- **What is required**
For every line in the records below that contains the word "missing", add one to a count, and report only that count.

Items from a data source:
══════════════════════════════

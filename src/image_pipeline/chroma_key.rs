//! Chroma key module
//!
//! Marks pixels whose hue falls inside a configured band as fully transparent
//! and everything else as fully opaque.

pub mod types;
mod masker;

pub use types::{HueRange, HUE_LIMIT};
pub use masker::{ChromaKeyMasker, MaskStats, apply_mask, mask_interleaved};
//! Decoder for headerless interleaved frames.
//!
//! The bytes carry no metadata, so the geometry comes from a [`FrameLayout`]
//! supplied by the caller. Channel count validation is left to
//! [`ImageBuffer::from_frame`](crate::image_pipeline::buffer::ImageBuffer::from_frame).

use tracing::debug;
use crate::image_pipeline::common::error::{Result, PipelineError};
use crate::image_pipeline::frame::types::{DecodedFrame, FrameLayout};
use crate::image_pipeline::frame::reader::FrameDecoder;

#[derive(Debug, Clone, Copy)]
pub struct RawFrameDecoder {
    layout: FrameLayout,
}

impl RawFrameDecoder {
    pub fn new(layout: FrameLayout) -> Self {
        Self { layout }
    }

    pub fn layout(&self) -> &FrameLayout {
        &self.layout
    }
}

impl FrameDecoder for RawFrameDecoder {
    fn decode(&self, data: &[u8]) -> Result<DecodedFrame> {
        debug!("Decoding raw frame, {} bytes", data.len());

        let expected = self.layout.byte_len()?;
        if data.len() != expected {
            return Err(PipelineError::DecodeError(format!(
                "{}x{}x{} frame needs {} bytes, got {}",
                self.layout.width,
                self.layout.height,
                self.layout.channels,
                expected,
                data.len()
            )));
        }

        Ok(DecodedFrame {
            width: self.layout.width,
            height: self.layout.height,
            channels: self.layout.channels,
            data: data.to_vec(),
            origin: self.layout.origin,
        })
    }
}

══════════════════════════════

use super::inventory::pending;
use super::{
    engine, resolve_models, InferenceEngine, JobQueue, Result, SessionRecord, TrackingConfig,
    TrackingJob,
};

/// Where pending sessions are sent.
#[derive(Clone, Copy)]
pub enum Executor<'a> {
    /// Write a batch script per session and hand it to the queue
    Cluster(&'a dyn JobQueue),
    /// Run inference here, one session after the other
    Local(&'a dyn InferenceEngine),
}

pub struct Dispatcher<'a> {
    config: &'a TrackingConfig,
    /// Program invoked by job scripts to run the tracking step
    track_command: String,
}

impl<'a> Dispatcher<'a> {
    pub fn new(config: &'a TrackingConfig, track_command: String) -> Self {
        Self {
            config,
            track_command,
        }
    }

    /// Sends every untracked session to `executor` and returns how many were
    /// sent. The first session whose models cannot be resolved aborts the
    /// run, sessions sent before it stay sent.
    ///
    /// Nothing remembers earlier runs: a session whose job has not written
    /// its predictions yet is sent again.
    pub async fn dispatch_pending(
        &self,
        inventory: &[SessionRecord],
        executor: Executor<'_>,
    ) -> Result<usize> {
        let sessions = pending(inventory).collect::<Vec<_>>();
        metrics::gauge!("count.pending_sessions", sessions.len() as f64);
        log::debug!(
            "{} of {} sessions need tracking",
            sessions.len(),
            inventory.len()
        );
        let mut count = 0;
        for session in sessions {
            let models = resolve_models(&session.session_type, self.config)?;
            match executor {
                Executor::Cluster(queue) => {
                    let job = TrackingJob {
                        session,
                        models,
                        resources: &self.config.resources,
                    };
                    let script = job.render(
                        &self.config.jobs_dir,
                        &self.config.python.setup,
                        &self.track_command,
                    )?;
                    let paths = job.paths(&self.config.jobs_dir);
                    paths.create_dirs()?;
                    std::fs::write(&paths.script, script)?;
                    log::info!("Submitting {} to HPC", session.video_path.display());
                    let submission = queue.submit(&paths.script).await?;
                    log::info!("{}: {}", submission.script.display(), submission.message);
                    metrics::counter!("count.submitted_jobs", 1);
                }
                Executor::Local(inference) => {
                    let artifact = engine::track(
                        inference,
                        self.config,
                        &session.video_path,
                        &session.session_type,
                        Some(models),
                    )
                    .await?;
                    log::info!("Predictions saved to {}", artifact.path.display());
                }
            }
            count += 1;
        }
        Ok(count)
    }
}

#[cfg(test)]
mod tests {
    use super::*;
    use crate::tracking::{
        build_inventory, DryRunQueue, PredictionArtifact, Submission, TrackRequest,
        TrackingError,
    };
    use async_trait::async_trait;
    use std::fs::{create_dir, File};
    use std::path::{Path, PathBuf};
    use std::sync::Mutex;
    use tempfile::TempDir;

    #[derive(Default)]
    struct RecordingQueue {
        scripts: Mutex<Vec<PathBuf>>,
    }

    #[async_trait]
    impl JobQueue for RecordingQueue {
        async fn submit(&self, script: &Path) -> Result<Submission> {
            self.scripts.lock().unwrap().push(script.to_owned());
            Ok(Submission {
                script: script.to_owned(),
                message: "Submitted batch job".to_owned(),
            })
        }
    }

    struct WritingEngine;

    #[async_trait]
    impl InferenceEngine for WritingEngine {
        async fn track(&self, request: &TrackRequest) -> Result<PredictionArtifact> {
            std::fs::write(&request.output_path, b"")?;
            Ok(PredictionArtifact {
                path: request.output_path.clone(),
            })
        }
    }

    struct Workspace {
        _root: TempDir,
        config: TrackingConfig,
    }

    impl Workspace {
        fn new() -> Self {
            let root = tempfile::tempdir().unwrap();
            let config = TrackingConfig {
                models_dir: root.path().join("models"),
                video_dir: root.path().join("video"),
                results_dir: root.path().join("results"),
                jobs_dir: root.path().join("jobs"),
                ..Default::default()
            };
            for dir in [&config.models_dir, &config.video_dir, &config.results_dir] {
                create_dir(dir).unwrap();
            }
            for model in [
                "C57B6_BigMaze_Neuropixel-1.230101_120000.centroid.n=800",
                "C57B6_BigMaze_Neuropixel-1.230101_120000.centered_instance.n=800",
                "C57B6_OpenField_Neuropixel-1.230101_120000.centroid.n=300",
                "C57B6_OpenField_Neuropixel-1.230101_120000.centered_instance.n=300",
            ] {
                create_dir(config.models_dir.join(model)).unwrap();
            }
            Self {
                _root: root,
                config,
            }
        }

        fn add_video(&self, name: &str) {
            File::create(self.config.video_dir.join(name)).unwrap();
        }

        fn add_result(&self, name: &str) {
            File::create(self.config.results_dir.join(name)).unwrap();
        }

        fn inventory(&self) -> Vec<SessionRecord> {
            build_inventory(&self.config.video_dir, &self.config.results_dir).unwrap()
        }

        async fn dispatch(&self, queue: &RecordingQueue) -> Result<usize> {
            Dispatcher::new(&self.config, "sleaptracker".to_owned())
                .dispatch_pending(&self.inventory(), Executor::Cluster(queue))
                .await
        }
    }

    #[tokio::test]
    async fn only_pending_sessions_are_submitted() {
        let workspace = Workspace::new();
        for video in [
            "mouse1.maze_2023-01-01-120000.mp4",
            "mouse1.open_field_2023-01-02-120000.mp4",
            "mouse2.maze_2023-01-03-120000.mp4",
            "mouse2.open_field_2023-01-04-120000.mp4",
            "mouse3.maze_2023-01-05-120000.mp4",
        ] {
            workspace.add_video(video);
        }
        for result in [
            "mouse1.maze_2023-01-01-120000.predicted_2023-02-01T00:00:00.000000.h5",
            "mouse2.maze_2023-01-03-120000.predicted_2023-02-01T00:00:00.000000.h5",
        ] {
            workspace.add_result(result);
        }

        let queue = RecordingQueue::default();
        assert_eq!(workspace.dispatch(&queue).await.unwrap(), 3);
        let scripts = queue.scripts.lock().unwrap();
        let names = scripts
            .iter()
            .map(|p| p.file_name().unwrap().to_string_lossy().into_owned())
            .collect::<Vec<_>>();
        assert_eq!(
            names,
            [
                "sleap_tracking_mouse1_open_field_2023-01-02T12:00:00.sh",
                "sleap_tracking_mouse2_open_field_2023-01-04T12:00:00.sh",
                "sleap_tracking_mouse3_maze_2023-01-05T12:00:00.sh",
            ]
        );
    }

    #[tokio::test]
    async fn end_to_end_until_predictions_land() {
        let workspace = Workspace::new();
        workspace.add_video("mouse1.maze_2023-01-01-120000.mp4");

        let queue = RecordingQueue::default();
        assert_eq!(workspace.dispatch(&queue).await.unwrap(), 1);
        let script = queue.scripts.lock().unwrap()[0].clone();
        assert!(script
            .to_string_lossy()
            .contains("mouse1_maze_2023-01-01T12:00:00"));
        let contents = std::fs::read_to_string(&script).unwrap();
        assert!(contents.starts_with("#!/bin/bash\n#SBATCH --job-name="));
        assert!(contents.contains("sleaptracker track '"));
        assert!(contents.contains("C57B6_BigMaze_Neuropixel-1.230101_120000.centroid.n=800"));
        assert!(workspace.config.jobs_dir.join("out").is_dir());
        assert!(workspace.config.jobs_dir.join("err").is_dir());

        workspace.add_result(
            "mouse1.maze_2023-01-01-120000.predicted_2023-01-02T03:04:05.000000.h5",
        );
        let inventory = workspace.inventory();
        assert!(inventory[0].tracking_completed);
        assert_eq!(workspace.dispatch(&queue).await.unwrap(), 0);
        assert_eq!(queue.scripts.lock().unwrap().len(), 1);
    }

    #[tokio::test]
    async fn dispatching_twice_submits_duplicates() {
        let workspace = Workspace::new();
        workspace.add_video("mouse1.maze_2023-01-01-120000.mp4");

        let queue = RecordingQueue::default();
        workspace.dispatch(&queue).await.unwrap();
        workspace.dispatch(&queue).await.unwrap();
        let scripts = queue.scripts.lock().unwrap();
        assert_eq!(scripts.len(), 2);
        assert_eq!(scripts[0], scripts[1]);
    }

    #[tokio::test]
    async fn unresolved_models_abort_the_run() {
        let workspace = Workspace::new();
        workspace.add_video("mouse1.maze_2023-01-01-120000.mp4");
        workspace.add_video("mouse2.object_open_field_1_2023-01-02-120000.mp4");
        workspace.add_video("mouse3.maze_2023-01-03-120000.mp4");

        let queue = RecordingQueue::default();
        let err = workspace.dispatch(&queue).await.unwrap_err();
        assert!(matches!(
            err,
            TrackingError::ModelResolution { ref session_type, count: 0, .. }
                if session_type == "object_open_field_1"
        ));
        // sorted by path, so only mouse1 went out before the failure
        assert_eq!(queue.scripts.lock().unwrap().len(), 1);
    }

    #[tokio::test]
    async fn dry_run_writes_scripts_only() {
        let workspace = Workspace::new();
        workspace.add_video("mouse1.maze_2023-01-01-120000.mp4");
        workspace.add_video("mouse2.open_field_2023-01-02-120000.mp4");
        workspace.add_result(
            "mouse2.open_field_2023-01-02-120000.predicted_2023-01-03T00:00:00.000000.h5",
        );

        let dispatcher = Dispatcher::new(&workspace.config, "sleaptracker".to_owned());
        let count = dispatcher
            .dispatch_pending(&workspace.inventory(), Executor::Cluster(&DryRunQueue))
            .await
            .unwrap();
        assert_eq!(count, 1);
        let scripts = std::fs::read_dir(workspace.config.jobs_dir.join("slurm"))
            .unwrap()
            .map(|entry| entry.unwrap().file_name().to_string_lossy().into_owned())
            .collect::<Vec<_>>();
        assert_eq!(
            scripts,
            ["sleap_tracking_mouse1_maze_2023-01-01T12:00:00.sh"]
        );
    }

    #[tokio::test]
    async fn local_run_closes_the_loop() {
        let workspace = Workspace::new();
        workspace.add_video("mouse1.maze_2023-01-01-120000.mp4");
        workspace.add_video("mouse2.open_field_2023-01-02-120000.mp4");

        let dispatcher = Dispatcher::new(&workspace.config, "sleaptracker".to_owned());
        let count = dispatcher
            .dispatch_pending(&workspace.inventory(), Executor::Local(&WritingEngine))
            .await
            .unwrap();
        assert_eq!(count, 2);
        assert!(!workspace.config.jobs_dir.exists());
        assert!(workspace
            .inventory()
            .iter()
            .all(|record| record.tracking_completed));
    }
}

══════════════════════════════

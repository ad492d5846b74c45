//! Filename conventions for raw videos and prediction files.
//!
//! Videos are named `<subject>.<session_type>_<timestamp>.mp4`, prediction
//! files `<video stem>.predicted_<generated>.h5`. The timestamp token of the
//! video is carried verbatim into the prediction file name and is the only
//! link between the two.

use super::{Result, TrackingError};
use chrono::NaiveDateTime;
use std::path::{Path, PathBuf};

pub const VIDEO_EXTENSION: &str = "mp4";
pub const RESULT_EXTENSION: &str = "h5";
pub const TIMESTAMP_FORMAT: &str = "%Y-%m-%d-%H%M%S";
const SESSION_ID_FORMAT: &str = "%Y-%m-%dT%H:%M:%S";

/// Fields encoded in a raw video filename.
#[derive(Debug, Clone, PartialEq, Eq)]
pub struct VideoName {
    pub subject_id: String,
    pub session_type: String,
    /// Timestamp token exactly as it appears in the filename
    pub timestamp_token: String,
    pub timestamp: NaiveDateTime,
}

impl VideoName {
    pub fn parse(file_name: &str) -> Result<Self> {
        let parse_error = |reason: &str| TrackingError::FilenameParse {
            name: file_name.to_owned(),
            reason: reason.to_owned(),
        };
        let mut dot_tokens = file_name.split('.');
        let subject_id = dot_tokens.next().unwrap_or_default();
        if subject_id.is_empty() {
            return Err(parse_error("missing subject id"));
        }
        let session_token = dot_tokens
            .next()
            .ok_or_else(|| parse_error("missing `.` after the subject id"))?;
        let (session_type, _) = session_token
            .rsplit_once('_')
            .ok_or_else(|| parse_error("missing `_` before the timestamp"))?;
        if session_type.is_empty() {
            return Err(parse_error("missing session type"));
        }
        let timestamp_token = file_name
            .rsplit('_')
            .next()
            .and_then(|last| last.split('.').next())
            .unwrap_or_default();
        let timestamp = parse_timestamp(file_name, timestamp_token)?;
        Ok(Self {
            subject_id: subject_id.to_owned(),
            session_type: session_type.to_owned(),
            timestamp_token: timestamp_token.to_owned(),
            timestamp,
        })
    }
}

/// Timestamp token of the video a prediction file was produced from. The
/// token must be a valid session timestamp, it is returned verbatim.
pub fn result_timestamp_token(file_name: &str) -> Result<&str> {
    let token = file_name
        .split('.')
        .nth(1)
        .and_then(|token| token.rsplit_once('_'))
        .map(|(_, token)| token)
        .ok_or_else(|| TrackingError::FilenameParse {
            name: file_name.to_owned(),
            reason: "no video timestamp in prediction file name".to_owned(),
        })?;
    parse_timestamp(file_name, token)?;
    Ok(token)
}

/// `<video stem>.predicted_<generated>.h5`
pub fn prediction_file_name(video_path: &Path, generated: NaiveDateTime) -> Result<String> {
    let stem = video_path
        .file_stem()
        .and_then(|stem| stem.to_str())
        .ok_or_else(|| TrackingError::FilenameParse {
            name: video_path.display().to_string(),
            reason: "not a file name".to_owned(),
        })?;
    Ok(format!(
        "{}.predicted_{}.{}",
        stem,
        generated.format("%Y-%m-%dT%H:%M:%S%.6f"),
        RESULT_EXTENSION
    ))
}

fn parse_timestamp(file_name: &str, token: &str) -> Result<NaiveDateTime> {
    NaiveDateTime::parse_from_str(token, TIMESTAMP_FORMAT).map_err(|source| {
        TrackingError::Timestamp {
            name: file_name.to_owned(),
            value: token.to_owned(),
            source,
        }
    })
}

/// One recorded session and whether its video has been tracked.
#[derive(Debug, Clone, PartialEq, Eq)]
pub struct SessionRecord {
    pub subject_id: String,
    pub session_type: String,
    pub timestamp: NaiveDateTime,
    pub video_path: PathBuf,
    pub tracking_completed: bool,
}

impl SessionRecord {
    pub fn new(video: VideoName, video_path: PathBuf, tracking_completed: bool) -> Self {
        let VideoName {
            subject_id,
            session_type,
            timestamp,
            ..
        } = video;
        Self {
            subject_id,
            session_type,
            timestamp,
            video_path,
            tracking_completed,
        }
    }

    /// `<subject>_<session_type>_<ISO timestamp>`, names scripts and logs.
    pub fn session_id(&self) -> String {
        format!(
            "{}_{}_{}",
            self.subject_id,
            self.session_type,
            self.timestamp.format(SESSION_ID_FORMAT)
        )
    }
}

══════════════════════════════

- **Written response**
4